ASSIGNMENT
Copy every line in the records below that contains the word "match".

RECORDS SHOWN
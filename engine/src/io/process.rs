//! Helpers for running child processes with timeouts and bounded output.

use std::collections::VecDeque;
use std::io::{Read, Write};
use std::process::{Child, Command, ExitStatus, Stdio};
use std::sync::{Arc, Mutex};
use std::thread;
use std::time::{Duration, Instant};

use anyhow::{Context, Result, anyhow};
use tracing::{debug, error, instrument, warn};
use wait_timeout::ChildExt;

/// Exit code reported for killed or signalled children.
pub const TIMEOUT_EXIT_CODE: i32 = -1;

/// How long output readers may keep draining once the child has exited.
///
/// A descendant that escaped the process group can hold the pipes open; past
/// this point the output captured so far is returned.
const DRAIN_GRACE: Duration = Duration::from_millis(500);

/// Captured child process output.
///
/// Only the trailing `output_limit_bytes` of each stream are kept; failures
/// usually report at the end.
#[derive(Debug)]
pub struct CommandOutput {
    pub status: ExitStatus,
    pub stdout: Vec<u8>,
    pub stderr: Vec<u8>,
    pub stdout_dropped: usize,
    pub stderr_dropped: usize,
    pub timed_out: bool,
    pub duration: Duration,
}

impl CommandOutput {
    pub fn exit_code(&self) -> i32 {
        if self.timed_out {
            return TIMEOUT_EXIT_CODE;
        }
        self.status.code().unwrap_or(TIMEOUT_EXIT_CODE)
    }

    pub fn stdout_text(&self) -> String {
        String::from_utf8_lossy(&self.stdout).into_owned()
    }

    pub fn stderr_text(&self) -> String {
        String::from_utf8_lossy(&self.stderr).into_owned()
    }
}

/// Run a command with a timeout and capture stdout/stderr without risking pipe deadlocks.
///
/// Output is read concurrently while the child runs. The child leads its own
/// process group, and on timeout the whole group is killed so grandchildren
/// spawned by a shell cannot outlive the call.
#[instrument(skip_all, fields(timeout_ms = timeout.as_millis() as u64, output_limit_bytes))]
pub fn run_command_with_timeout(
    mut cmd: Command,
    stdin: Option<&[u8]>,
    timeout: Duration,
    output_limit_bytes: usize,
) -> Result<CommandOutput> {
    if stdin.is_some() {
        cmd.stdin(Stdio::piped());
    } else {
        cmd.stdin(Stdio::null());
    }
    cmd.stdout(Stdio::piped()).stderr(Stdio::piped());
    #[cfg(unix)]
    {
        use std::os::unix::process::CommandExt;
        cmd.process_group(0);
    }

    debug!(program = ?cmd.get_program(), "spawning child process");
    let started = Instant::now();
    let mut child = match cmd.spawn() {
        Ok(c) => c,
        Err(e) => {
            error!(err = %e, "failed to spawn command");
            return Err(e).context("spawn command");
        }
    };

    if let Some(input) = stdin {
        let mut child_stdin = child
            .stdin
            .take()
            .ok_or_else(|| anyhow!("stdin was not piped"))?;
        match child_stdin.write_all(input) {
            Ok(()) => {}
            // The child may exit without reading its input.
            Err(e) if e.kind() == std::io::ErrorKind::BrokenPipe => {
                debug!("child closed stdin early");
            }
            Err(e) => return Err(e).context("write stdin"),
        }
    }

    let stdout = child
        .stdout
        .take()
        .ok_or_else(|| anyhow!("stdout was not piped"))?;
    let stderr = child
        .stderr
        .take()
        .ok_or_else(|| anyhow!("stderr was not piped"))?;

    let stdout_reader = StreamReader::spawn(stdout, output_limit_bytes);
    let stderr_reader = StreamReader::spawn(stderr, output_limit_bytes);

    let mut timed_out = false;
    let status = match child.wait_timeout(timeout).context("wait for command")? {
        Some(status) => status,
        None => {
            warn!(
                timeout_ms = timeout.as_millis() as u64,
                "command timed out, killing"
            );
            timed_out = true;
            kill_process_group(&mut child)?;
            child.wait().context("wait command after kill")?
        }
    };

    let drain_deadline = Instant::now() + DRAIN_GRACE;
    let (stdout, stdout_dropped) = stdout_reader.finish(drain_deadline).context("collect stdout")?;
    let (stderr, stderr_dropped) = stderr_reader.finish(drain_deadline).context("collect stderr")?;

    if stdout_dropped > 0 || stderr_dropped > 0 {
        warn!(stdout_dropped, stderr_dropped, "output truncated");
    }

    let duration = started.elapsed();
    debug!(exit_code = ?status.code(), timed_out, duration_ms = duration.as_millis() as u64, "command finished");
    Ok(CommandOutput {
        status,
        stdout,
        stderr,
        stdout_dropped,
        stderr_dropped,
        timed_out,
        duration,
    })
}

/// Kill the child's process group, falling back to the child alone.
fn kill_process_group(child: &mut Child) -> Result<()> {
    #[cfg(unix)]
    {
        use nix::sys::signal::{Signal, killpg};
        use nix::unistd::Pid;

        let pgid = Pid::from_raw(child.id() as i32);
        match killpg(pgid, Signal::SIGKILL) {
            Ok(()) => return Ok(()),
            Err(errno) => debug!(%errno, "killpg failed; killing child only"),
        }
    }
    child.kill().context("kill command")
}

#[derive(Debug, Default)]
struct StreamTail {
    buf: VecDeque<u8>,
    dropped: usize,
}

/// Background reader keeping the tail of one output stream.
struct StreamReader {
    tail: Arc<Mutex<StreamTail>>,
    handle: thread::JoinHandle<Result<()>>,
}

impl StreamReader {
    fn spawn<R: Read + Send + 'static>(reader: R, limit: usize) -> Self {
        let tail = Arc::new(Mutex::new(StreamTail::default()));
        let shared = Arc::clone(&tail);
        let handle = thread::spawn(move || read_stream_tail(reader, limit, &shared));
        Self { tail, handle }
    }

    /// Wait for the reader until `deadline`, then take whatever was captured.
    fn finish(self, deadline: Instant) -> Result<(Vec<u8>, usize)> {
        while !self.handle.is_finished() && Instant::now() < deadline {
            thread::sleep(Duration::from_millis(10));
        }
        if self.handle.is_finished() {
            match self.handle.join() {
                Ok(result) => result?,
                Err(_) => return Err(anyhow!("output reader thread panicked")),
            }
        } else {
            warn!("output pipe still held open after exit; returning captured output");
        }
        let mut tail = self
            .tail
            .lock()
            .map_err(|_| anyhow!("output buffer lock poisoned"))?;
        let dropped = tail.dropped;
        Ok((std::mem::take(&mut tail.buf).into_iter().collect(), dropped))
    }
}

/// Drain `reader` into `tail`, keeping only the last `limit` bytes.
fn read_stream_tail<R: Read>(mut reader: R, limit: usize, tail: &Mutex<StreamTail>) -> Result<()> {
    let mut chunk = [0u8; 8192];
    loop {
        let n = reader.read(&mut chunk).context("read output")?;
        if n == 0 {
            return Ok(());
        }
        let mut tail = tail
            .lock()
            .map_err(|_| anyhow!("output buffer lock poisoned"))?;
        tail.buf.extend(&chunk[..n]);
        if tail.buf.len() > limit {
            let excess = tail.buf.len() - limit;
            tail.buf.drain(..excess);
            tail.dropped += excess;
        }
    }
}

#[cfg(test)]
mod tests {
    use super::*;

    fn sh(script: &str) -> Command {
        let mut cmd = Command::new("sh");
        cmd.arg("-c").arg(script);
        cmd
    }

    #[test]
    fn captures_exit_code_and_streams() {
        let out = run_command_with_timeout(
            sh("echo out; echo err >&2; exit 3"),
            None,
            Duration::from_secs(10),
            1024,
        )
        .expect("run");
        assert_eq!(out.exit_code(), 3);
        assert_eq!(out.stdout_text().trim(), "out");
        assert_eq!(out.stderr_text().trim(), "err");
        assert!(!out.timed_out);
    }

    #[test]
    fn passes_stdin_through() {
        let out = run_command_with_timeout(sh("cat"), Some(b"{\"a\":1}"), Duration::from_secs(10), 1024)
            .expect("run");
        assert_eq!(out.stdout_text(), "{\"a\":1}");
    }

    #[test]
    fn keeps_only_the_tail() {
        let out = run_command_with_timeout(
            sh("printf 'abcdefghij'"),
            None,
            Duration::from_secs(10),
            4,
        )
        .expect("run");
        assert_eq!(out.stdout_text(), "ghij");
        assert_eq!(out.stdout_dropped, 6);
    }

    #[test]
    fn kills_on_timeout() {
        let out = run_command_with_timeout(sh("exec sleep 5"), None, Duration::from_millis(100), 1024)
            .expect("run");
        assert!(out.timed_out);
        assert_eq!(out.exit_code(), TIMEOUT_EXIT_CODE);
    }

    #[test]
    fn timeout_kills_processes_started_by_the_shell() {
        let started = Instant::now();
        let out = run_command_with_timeout(
            sh("echo before; sleep 6; true"),
            None,
            Duration::from_millis(200),
            1024,
        )
        .expect("run");
        let elapsed = started.elapsed();

        assert!(out.timed_out);
        assert_eq!(out.exit_code(), TIMEOUT_EXIT_CODE);
        assert!(elapsed < Duration::from_secs(3), "returned after {elapsed:?}");
        assert_eq!(out.stdout_text().trim(), "before");
    }

    #[test]
    fn background_holder_of_the_pipe_does_not_block_exit() {
        let started = Instant::now();
        let out = run_command_with_timeout(
            sh("echo done; (sleep 6 &) ; exit 0"),
            None,
            Duration::from_secs(10),
            1024,
        )
        .expect("run");

        assert!(!out.timed_out);
        assert_eq!(out.exit_code(), 0);
        assert!(started.elapsed() < Duration::from_secs(3));
        assert_eq!(out.stdout_text().trim(), "done");
    }
}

RESULT FOR THIS EXERCISE
    let mut child = match cmd.spawn() {
        match child_stdin.write_all(input) {
    let status = match child.wait_timeout(timeout).context("wait for command")? {
        match killpg(pgid, Signal::SIGKILL) {
            match self.handle.join() {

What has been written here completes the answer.